Comparison of AI software tools for automated detection, quantification and categorization of pulmonary nodules in the HANSE LCS trial
Authors
Rimma Kondrashova, Filip Klimeš, Till Frederik Kaireit, Katharina May, Jörg Barkhausen, Susanne Stiebeler, Jonathan Sperl, Sabine Dettmer, Frank Wacker, Jens Vogel-Claussen
Kondrashova et al. (2023) compared two AI software tools (S1 and S2) for detecting and classifying pulmonary nodules in CT scans within the HANSE lung cancer screening trial. Using 946 baseline CT scans, they evaluated each tool’s sensitivity, volume measurement accuracy, and classification consistency (Lung-RADS). S1 achieved higher sensitivity (88%) compared to S2 (66%) for clinically significant nodules (≥34mm³). S2, however, consistently reported larger nodule volumes than S1, leading to a 38% discrepancy in Lung-RADS scores between the tools. This difference could significantly impact patient management, as Lung-RADS classification determines follow-up intervals and intervention levels.
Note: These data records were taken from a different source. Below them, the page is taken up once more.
// src/relay/socket.rs
//! Relay over a Unix domain socket
//!
//! The factory listens on a socket path and exports it to workers through
//! [`SOCKET_ENV`]. A worker connects back and announces itself with a
//! `{"pid":N}` control frame; the connection is then routed to the spawn
//! waiting for that pid, and the regular pid handshake runs over it.

use crate::events::EventBus;
use crate::relay::{FramedRelay, PidCommand, Relay, RelayFactory};
use crate::runtime::process_manager::CommandSpec;
use crate::runtime::worker::Worker;
use crate::utils::errors::{PoolError, Result};
use async_trait::async_trait;
use dashmap::mapref::entry::Entry;
use dashmap::DashMap;
use std::path::{Path, PathBuf};
use std::process::Stdio;
use std::sync::Arc;
use std::time::Duration;
use tokio::net::unix::{OwnedReadHalf, OwnedWriteHalf};
use tokio::net::{UnixListener, UnixStream};
use tokio::sync::oneshot;
use tokio::task::JoinHandle;
use tracing::{debug, info, warn};

/// Environment variable carrying the socket path to workers
pub const SOCKET_ENV: &str = "RELAY_POOL_SOCKET";

/// Time a connecting worker gets to announce its pid
const ANNOUNCE_TIMEOUT: Duration = Duration::from_secs(10);

type SocketRelay = FramedRelay<OwnedReadHalf, OwnedWriteHalf>;

enum Slot {
    /// A spawn is waiting for this pid to connect
    Waiting(oneshot::Sender<SocketRelay>),
    /// The worker connected before its spawn registered
    Arrived(SocketRelay),
}

/// Spawns workers that connect back over a Unix socket
pub struct SocketFactory {
    path: PathBuf,
    slots: Arc<DashMap<u32, Slot>>,
    accept_task: JoinHandle<()>,
}

impl SocketFactory {
    /// Bind `path` and start accepting worker connections
    ///
    /// A stale socket file at `path` is replaced. Must be called from
    /// within a tokio runtime.
    pub fn bind(path: impl AsRef<Path>) -> Result<Self> {
        let path = path.as_ref().to_path_buf();
        if path.exists() {
            std::fs::remove_file(&path)?;
        }

        let listener = UnixListener::bind(&path)?;
        info!("Listening for workers on {}", path.display());

        let slots = Arc::new(DashMap::new());
        let accept_task = tokio::spawn(accept_loop(listener, Arc::clone(&slots)));

        Ok(Self {
            path,
            slots,
            accept_task,
        })
    }

    pub fn path(&self) -> &Path {
        &self.path
    }

    /// Register interest in `pid`; returns the relay if it already arrived
    fn claim(&self, pid: u32) -> std::result::Result<SocketRelay, oneshot::Receiver<SocketRelay>> {
        match self.slots.entry(pid) {
            Entry::Occupied(entry) => match entry.remove() {
                Slot::Arrived(relay) => Ok(relay),
                Slot::Waiting(_) => {
                    // a previous process with the same pid never connected
                    let (tx, rx) = oneshot::channel();
                    self.slots.insert(pid, Slot::Waiting(tx));
                    Err(rx)
                }
            },
            Entry::Vacant(entry) => {
                let (tx, rx) = oneshot::channel();
                entry.insert(Slot::Waiting(tx));
                Err(rx)
            }
        }
    }
}

impl Drop for SocketFactory {
    fn drop(&mut self) {
        self.accept_task.abort();
        if let Err(e) = std::fs::remove_file(&self.path) {
            debug!("Failed to remove socket {}: {}", self.path.display(), e);
        }
    }
}

#[async_trait]
impl RelayFactory for SocketFactory {
    async fn spawn_worker(&self, command: CommandSpec, events: Arc<EventBus>) -> Result<Worker> {
        debug!("Spawning socket worker: {}", command);

        let child = command
            .env(SOCKET_ENV, &self.path)
            .to_command()
            .stdin(Stdio::null())
            .stdout(Stdio::null())
            .stderr(Stdio::piped())
            .spawn()
            .map_err(|e| PoolError::WorkerAllocate(format!("failed to spawn worker: {}", e)))?;

        let pid = child
            .id()
            .ok_or_else(|| PoolError::WorkerAllocate("worker exited immediately".to_string()))?;

        // unregisters the pid if this spawn is abandoned
        let _guard = SlotGuard {
            slots: &self.slots,
            pid,
        };

        let relay = match self.claim(pid) {
            Ok(relay) => relay,
            Err(rx) => rx.await.map_err(|_| {
                PoolError::WorkerAllocate(format!("socket listener closed before pid {} connected", pid))
            })?,
        };

        Worker::start(child, Box::new(relay), events).await
    }
}

struct SlotGuard<'a> {
    slots: &'a DashMap<u32, Slot>,
    pid: u32,
}

impl Drop for SlotGuard<'_> {
    fn drop(&mut self) {
        self.slots
            .remove_if(&self.pid, |_, slot| matches!(slot, Slot::Waiting(_)));
    }
}

async fn accept_loop(listener: UnixListener, slots: Arc<DashMap<u32, Slot>>) {
    loop {
        match listener.accept().await {
            Ok((stream, _)) => {
                tokio::spawn(route(stream, Arc::clone(&slots)));
            }
            Err(e) => {
                warn!("Failed to accept worker connection: {}", e);
                tokio::time::sleep(Duration::from_millis(100)).await;
            }
        }
    }
}

/// Read the worker's announcement and hand the connection to its spawn
async fn route(stream: UnixStream, slots: Arc<DashMap<u32, Slot>>) {
    let (read, write) = stream.into_split();
    let mut relay = FramedRelay::new(read, write);

    let announced = match tokio::time::timeout(ANNOUNCE_TIMEOUT, relay.receive()).await {
        Ok(Ok(Some(frame))) => frame.parse_control::<PidCommand>(),
        Ok(Ok(None)) => return,
        Ok(Err(e)) => Err(e),
        Err(_) => Err(PoolError::Network("worker did not announce its pid".to_string())),
    };

    let pid = match announced {
        Ok(command) => command.pid,
        Err(e) => {
            warn!("Dropping worker connection: {}", e);
            return;
        }
    };

    match slots.entry(pid) {
        Entry::Occupied(entry) => match entry.remove() {
            Slot::Waiting(tx) => {
                if tx.send(relay).is_err() {
                    debug!(pid, "Spawn abandoned before the worker connected");
                }
            }
            Slot::Arrived(_) => {
                warn!(pid, "Duplicate connection for worker, dropping both");
            }
        },
        Entry::Vacant(entry) => {
            entry.insert(Slot::Arrived(relay));
        }
    }
}

#[cfg(test)]
mod tests {
    use super::*;
    use crate::relay::Frame;

    #[tokio::test]
    async fn test_bind_replaces_stale_socket_and_cleans_up() {
        let dir = tempfile::tempdir().unwrap();
        let path = dir.path().join("pool.sock");
        std::fs::write(&path, b"stale").unwrap();

        let factory = SocketFactory::bind(&path).unwrap();
        assert_eq!(factory.path(), path.as_path());
        assert!(path.exists());

        drop(factory);
        assert!(!path.exists());
    }

    #[tokio::test]
    async fn test_early_connection_is_parked() {
        let dir = tempfile::tempdir().unwrap();
        let factory = SocketFactory::bind(dir.path().join("pool.sock")).unwrap();

        let stream = UnixStream::connect(factory.path()).await.unwrap();
        let (read, write) = stream.into_split();
        let mut worker = FramedRelay::new(read, write);
        worker
            .send(Frame::control(&PidCommand { pid: 99999 }).unwrap())
            .await
            .unwrap();

        // the route task parks the connection since no spawn waits for it
        let mut parked = false;
        for _ in 0..100 {
            if factory.slots.contains_key(&99999) {
                parked = true;
                break;
            }
            tokio::time::sleep(Duration::from_millis(10)).await;
        }
        assert!(parked);
        assert!(factory.claim(99999).is_ok());
    }
}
Limitations included potential bias toward S1, since it was used prospectively in initial readings, and a low representation of part-solid nodules, which affected subgroup sensitivity analysis. The findings underscore the need for standardized, high-accuracy AI tools in national screening programs to ensure reliable detection and consistent clinical outcomes across institutions.